Sleep: The Foundation of Health
Oxygen, water, food, and sleep…. All things humans need to survive. Yet one in three Americans report not getting adequate sleep, defined as at least 7 hours of sleep per night.
Cara Adams, Registered Dietitian and Nutrition Expert
Sleep, combined with diet and exercise, is essential to being healthy. Unfortunately, society tends to perceive sleep as unproductive time.
Today we face many incentives for sleeping as little as possible.
Responding to a work email late at night shows that you are “prioritizing work”… And showing up to work earlier than necessary in the morning demonstrates that you are more committed than your colleagues, right? What about the determination you are overcome by at 10PM to finish your favorite Netflix series…but there’s only 2 episodes left!

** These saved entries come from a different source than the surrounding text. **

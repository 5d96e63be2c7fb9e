//! HTTP backend abstraction for probe transfers.
//!
//! The prober measures wall-clock time around these calls, so the trait
//! only moves bytes; a fake backend with injected delays exercises the
//! full measurement path in tests.

use async_trait::async_trait;
use std::time::Duration;
use url::Url;

use crate::error::{NetError, NetResult};

/// Per-request bound; probes must not block indefinitely on an
/// unreachable endpoint.
const REQUEST_TIMEOUT: Duration = Duration::from_secs(10);

/// Trait for backends that perform the raw probe transfers.
#[async_trait]
pub trait ProbeBackend: Send + Sync {
    /// GET a URL and return the response body as text.
    async fn get_text(&self, url: &Url) -> NetResult<String>;

    /// GET a URL, drain the body, and return the number of bytes received.
    async fn get_bytes(&self, url: &Url) -> NetResult<u64>;

    /// POST a payload to a URL and return the number of bytes sent.
    async fn post_bytes(&self, url: &Url, payload: Vec<u8>) -> NetResult<u64>;
}

/// Production backend using `reqwest`.
///
/// No retry logic: the prober attempts each measurement exactly once and
/// reports the failure instead.
pub struct ReqwestBackend {
    client: reqwest::Client,
}

impl ReqwestBackend {
    /// Create a new reqwest backend with the probe timeout and UA.
    #[must_use]
    pub fn new() -> Self {
        let client = reqwest::Client::builder()
            .user_agent(concat!("hostscope/", env!("CARGO_PKG_VERSION")))
            .timeout(REQUEST_TIMEOUT)
            .build()
            .expect("failed to create HTTP client");

        Self { client }
    }

    async fn checked_get(&self, url: &Url) -> NetResult<reqwest::Response> {
        let response = self.client.get(url.as_str()).send().await?;
        check_status(url, &response)?;
        Ok(response)
    }
}

impl Default for ReqwestBackend {
    fn default() -> Self {
        Self::new()
    }
}

fn check_status(url: &Url, response: &reqwest::Response) -> NetResult<()> {
    let status = response.status();
    if status.is_success() {
        Ok(())
    } else {
        Err(NetError::RequestFailed {
            status: status.as_u16(),
            url: url.to_string(),
        })
    }
}

#[async_trait]
impl ProbeBackend for ReqwestBackend {
    async fn get_text(&self, url: &Url) -> NetResult<String> {
        let response = self.checked_get(url).await?;
        Ok(response.text().await?)
    }

    async fn get_bytes(&self, url: &Url) -> NetResult<u64> {
        let response = self.checked_get(url).await?;
        let body = response.bytes().await?;
        Ok(body.len() as u64)
    }

    async fn post_bytes(&self, url: &Url, payload: Vec<u8>) -> NetResult<u64> {
        let sent = payload.len() as u64;
        let response = self.client.post(url.as_str()).body(payload).send().await?;
        check_status(url, &response)?;
        Ok(sent)
    }
}

// ============================================================================
// Fake Backend for Testing
// ============================================================================

#[cfg(test)]
pub mod testing {
    use super::*;
    use std::collections::HashMap;

    /// Canned behavior for one endpoint pattern.
    #[derive(Clone)]
    pub enum CannedProbe {
        /// Respond with this body text.
        Text(&'static str),
        /// Respond with a payload of this many bytes.
        Payload(u64),
        /// Accept an upload of any size.
        Accept,
        /// Fail with this HTTP status.
        Status(u16),
    }

    /// A fake probe backend that returns canned responses, optionally
    /// after a delay (to exercise the timing path).
    #[derive(Default)]
    pub struct FakeBackend {
        responses: HashMap<String, (CannedProbe, Duration)>,
    }

    impl FakeBackend {
        /// Create a new fake backend; unmatched URLs answer 404.
        pub fn new() -> Self {
            Self::default()
        }

        /// Add a canned response for a URL pattern.
        #[must_use]
        pub fn with_response(self, url_contains: &str, response: CannedProbe) -> Self {
            self.with_delayed_response(url_contains, response, Duration::ZERO)
        }

        /// Add a canned response served after `delay`.
        #[must_use]
        pub fn with_delayed_response(
            mut self,
            url_contains: &str,
            response: CannedProbe,
            delay: Duration,
        ) -> Self {
            self.responses
                .insert(url_contains.to_string(), (response, delay));
            self
        }

        async fn serve(&self, url: &Url) -> NetResult<CannedProbe> {
            let canned = self
                .responses
                .iter()
                .find(|(pattern, _)| url.as_str().contains(pattern.as_str()))
                .map(|(_, response)| response.clone());

            let Some((response, delay)) = canned else {
                return Err(NetError::RequestFailed {
                    status: 404,
                    url: url.to_string(),
                });
            };

            tokio::time::sleep(delay).await;

            if let CannedProbe::Status(status) = response {
                return Err(NetError::RequestFailed {
                    status,
                    url: url.to_string(),
                });
            }
            Ok(response)
        }
    }

    #[async_trait]
    impl ProbeBackend for FakeBackend {
        async fn get_text(&self, url: &Url) -> NetResult<String> {
            match self.serve(url).await? {
                CannedProbe::Text(text) => Ok(text.to_string()),
                _ => Ok(String::new()),
            }
        }

        async fn get_bytes(&self, url: &Url) -> NetResult<u64> {
            match self.serve(url).await? {
                CannedProbe::Payload(bytes) => Ok(bytes),
                CannedProbe::Text(text) => Ok(text.len() as u64),
                _ => Ok(0),
            }
        }

        async fn post_bytes(&self, url: &Url, payload: Vec<u8>) -> NetResult<u64> {
            self.serve(url).await?;
            Ok(payload.len() as u64)
        }
    }
}

#[cfg(test)]
mod tests {
    use super::testing::{CannedProbe, FakeBackend};
    use super::*;

    #[test]
    fn reqwest_backend_constructs() {
        let _backend = ReqwestBackend::new();
    }

    #[tokio::test]
    async fn fake_backend_returns_canned_text() {
        let backend = FakeBackend::new().with_response("ip", CannedProbe::Text("198.51.100.4"));
        let url = Url::parse("https://example.com/ip").unwrap();

        assert_eq!(backend.get_text(&url).await.unwrap(), "198.51.100.4");
    }

    #[tokio::test]
    async fn fake_backend_unknown_url_is_404() {
        let backend = FakeBackend::new();
        let url = Url::parse("https://example.com/missing").unwrap();

        let err = backend.get_text(&url).await.unwrap_err();
        assert!(matches!(err, NetError::RequestFailed { status: 404, .. }));
    }

    #[tokio::test]
    async fn fake_backend_counts_payload_bytes() {
        let backend = FakeBackend::new().with_response("down", CannedProbe::Payload(3_000_000));
        let url = Url::parse("https://example.com/down").unwrap();

        assert_eq!(backend.get_bytes(&url).await.unwrap(), 3_000_000);
    }

    #[tokio::test]
    async fn fake_backend_accepts_uploads() {
        let backend = FakeBackend::new().with_response("up", CannedProbe::Accept);
        let url = Url::parse("https://example.com/up").unwrap();

        assert_eq!(
            backend.post_bytes(&url, vec![0; 500]).await.unwrap(),
            500
        );
    }
}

The truth is…sacrificing sleep over time can have consequences for our health. Studies confirm that lack of sleep can negatively affect diet, weight, and even mental and physical performance.
Here’s how lack of sleep can impact diet and weight:
Lack of sleep leads to….
Increased time and opportunities for eating. Those who sleep 6 hours or less per night tend to spend more time snacking and grazing, with an increased risk of consuming 500 or more extra calories per day just from snack foods!
Increased psychological distress. Sleep, mood, and diet are all related. Those who experience daytime sleepiness or bad moods due to fatigue are more likely to crave high-sugar, high-fat foods to help with energy levels and improve negative mood.
Increased sensitivity to food reward. Inadequate sleep increases activation of pleasure centers of the brain, making the brain more sensitive to food sights and smells which can make the taste of food even more rewarding.
Altered hormone regulation. Leptin (the hormone that tells our body when we are full) decreases when we don’t get enough sleep and ghrelin (the hormone that tells our body when we are hungry) increases when we are sleep deprived… the perfect recipe that leads to overeating! Lastly, stress and lack of sleep cause a rise in our body’s cortisol levels, which can lead to weight gain over time.
Are you getting at least 7 hours of sleep per night? Follow these 10 sleep commandments to help you optimize your sleep.
- Maintain a regular schedule
- Exercise regularly but not too late at night
- Get light during the day and avoid light especially from phone, TV, and computer screens late at night
- Keep your bedroom cool, dark, and comfortable
- Do not go to bed too hungry or too full
- Do not drink excessive liquids in the evening
- Avoid caffeine, nicotine, and alcohol at night
- Do not go to bed angry, worried, or upset
- Get rid of the clock (don’t keep checking your phone throughout the night, just wait for your alarm to go off!)